§ What you have to do: With the records below as input, work out how many lines include the word "Recoverable". Give only the number.

§ Given entries:
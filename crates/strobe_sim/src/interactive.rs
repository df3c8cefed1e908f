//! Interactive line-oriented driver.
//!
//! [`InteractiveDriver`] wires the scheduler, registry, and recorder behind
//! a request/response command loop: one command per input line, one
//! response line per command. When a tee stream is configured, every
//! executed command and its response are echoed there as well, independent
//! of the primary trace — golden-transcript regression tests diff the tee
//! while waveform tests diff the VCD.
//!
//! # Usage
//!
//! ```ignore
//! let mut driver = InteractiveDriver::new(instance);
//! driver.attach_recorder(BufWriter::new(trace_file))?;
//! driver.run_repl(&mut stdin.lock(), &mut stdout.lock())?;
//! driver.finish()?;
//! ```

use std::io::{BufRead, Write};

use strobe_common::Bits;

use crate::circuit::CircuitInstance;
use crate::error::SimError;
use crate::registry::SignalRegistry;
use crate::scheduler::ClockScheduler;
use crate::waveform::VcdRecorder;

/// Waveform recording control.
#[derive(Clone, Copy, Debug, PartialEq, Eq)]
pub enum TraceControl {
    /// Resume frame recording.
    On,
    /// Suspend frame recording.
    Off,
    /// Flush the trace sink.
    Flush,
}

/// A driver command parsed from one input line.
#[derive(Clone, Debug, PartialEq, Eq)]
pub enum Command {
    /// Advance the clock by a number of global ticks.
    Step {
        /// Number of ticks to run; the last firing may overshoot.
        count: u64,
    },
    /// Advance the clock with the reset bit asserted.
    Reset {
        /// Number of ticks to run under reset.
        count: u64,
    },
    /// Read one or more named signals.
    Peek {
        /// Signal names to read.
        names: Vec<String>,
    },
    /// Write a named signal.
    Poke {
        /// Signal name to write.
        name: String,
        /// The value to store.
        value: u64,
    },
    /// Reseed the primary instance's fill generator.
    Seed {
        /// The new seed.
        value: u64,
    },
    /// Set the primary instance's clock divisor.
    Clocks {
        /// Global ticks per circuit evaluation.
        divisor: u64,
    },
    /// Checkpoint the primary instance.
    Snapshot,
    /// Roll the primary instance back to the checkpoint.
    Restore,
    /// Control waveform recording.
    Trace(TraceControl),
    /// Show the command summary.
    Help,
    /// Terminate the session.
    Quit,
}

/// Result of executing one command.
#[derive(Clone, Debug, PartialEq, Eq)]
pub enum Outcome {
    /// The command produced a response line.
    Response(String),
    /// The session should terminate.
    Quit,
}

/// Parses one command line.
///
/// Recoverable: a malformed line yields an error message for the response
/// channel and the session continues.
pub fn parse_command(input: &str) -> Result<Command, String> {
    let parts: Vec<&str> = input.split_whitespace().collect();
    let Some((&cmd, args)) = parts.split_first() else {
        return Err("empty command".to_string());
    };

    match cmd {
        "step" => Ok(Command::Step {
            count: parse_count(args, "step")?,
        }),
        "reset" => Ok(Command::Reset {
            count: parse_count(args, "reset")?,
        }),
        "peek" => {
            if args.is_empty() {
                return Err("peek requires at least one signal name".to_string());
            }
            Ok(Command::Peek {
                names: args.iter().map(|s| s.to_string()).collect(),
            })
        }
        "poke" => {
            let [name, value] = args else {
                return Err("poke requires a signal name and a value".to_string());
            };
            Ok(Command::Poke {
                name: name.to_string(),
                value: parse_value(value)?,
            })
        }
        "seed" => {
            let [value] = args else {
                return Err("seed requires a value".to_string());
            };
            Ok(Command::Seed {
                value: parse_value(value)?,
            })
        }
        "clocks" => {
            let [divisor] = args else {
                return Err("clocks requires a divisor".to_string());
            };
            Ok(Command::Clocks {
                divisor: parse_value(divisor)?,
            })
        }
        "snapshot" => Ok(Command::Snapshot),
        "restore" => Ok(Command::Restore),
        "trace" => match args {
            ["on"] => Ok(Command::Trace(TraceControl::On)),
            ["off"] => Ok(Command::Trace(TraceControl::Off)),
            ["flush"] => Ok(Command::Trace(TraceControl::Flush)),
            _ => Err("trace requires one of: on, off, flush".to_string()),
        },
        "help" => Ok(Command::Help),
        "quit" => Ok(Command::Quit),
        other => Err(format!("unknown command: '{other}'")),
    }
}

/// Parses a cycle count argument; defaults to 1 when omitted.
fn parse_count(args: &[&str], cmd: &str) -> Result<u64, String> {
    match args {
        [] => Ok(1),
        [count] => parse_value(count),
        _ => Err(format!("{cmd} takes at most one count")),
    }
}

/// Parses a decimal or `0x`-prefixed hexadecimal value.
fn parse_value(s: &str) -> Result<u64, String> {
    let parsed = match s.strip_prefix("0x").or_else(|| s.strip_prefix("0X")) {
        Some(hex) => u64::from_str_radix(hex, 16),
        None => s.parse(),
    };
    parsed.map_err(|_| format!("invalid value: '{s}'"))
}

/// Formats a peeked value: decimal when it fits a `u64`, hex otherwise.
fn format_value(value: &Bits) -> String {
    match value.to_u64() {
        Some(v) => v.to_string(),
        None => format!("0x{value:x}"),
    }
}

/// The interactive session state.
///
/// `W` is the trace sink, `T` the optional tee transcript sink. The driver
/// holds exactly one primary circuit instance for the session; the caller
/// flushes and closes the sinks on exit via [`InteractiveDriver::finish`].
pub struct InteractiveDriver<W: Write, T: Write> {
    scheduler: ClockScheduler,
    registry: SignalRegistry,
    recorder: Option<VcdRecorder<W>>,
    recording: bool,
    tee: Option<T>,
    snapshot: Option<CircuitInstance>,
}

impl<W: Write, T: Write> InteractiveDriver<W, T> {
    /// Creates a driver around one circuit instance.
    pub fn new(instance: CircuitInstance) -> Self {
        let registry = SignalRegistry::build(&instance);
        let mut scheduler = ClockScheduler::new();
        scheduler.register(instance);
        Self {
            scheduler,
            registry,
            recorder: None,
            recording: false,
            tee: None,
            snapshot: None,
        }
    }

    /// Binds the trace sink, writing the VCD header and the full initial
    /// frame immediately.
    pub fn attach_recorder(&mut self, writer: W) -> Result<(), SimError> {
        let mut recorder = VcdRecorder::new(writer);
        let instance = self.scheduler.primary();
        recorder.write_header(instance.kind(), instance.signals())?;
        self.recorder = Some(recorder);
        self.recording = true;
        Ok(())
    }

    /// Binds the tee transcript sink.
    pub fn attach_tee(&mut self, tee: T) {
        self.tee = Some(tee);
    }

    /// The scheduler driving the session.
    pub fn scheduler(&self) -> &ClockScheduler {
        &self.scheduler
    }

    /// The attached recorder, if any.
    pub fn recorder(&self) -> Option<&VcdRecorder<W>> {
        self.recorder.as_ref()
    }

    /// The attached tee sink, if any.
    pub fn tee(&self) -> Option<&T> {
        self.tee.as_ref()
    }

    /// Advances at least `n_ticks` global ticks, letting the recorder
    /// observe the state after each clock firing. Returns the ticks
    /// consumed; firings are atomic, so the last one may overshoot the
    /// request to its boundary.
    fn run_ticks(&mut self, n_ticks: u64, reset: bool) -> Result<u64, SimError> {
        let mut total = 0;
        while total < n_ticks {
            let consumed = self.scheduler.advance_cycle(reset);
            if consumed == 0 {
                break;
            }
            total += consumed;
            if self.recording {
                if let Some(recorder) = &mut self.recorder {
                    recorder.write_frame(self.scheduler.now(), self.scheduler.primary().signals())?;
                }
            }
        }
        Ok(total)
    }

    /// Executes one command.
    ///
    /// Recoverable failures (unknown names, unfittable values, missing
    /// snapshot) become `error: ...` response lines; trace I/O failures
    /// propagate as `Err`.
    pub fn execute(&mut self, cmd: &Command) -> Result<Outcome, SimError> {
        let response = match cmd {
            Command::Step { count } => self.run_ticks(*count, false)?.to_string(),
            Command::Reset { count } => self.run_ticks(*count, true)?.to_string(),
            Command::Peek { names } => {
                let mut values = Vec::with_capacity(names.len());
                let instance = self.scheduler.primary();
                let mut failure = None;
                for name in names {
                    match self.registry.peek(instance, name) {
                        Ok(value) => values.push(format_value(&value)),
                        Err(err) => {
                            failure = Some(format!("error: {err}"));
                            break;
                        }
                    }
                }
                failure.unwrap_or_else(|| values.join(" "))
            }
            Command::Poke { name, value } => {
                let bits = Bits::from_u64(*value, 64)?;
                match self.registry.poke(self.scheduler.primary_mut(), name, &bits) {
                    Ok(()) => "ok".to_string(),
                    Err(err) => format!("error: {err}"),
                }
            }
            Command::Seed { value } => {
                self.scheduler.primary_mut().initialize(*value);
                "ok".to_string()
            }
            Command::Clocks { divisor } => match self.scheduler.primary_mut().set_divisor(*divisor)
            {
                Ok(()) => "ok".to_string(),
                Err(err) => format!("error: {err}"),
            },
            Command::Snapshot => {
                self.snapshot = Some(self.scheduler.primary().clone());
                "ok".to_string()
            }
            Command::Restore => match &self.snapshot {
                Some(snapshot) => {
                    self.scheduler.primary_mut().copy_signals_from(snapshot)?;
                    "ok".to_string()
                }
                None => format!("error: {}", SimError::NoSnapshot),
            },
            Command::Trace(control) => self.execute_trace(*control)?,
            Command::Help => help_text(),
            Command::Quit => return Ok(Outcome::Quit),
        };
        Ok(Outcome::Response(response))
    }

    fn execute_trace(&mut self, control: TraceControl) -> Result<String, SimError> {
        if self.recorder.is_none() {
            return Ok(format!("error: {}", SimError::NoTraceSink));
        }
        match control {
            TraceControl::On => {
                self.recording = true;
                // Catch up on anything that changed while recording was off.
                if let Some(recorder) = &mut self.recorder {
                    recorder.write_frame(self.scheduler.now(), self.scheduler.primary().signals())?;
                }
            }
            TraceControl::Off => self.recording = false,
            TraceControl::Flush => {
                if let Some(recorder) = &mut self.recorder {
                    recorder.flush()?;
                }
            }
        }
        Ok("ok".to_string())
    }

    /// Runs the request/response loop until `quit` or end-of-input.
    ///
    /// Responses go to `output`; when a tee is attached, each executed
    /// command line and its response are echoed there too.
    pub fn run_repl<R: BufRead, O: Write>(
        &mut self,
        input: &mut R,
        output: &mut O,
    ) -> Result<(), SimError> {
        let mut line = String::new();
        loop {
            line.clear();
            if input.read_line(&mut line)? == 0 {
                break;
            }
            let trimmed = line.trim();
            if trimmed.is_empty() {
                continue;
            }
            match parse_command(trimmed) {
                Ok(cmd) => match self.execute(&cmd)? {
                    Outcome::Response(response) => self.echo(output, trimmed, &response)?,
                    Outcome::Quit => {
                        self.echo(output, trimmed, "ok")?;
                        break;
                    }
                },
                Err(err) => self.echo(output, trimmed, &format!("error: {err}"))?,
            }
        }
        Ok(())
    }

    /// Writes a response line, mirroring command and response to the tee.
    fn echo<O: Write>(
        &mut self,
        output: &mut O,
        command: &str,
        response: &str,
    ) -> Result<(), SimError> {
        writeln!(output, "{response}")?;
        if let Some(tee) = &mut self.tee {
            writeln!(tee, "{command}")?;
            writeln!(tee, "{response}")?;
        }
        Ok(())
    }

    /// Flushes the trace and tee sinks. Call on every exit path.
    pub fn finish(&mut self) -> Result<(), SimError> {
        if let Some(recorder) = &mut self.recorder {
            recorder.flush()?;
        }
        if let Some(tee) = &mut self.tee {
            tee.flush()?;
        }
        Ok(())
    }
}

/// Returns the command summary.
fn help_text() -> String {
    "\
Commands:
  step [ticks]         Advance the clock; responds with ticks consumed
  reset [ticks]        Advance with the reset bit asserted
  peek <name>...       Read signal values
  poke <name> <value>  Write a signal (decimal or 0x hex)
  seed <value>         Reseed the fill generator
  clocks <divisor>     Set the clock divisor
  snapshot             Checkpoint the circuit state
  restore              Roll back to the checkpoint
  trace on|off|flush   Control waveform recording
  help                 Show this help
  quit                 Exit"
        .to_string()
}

§ Exercise response: 2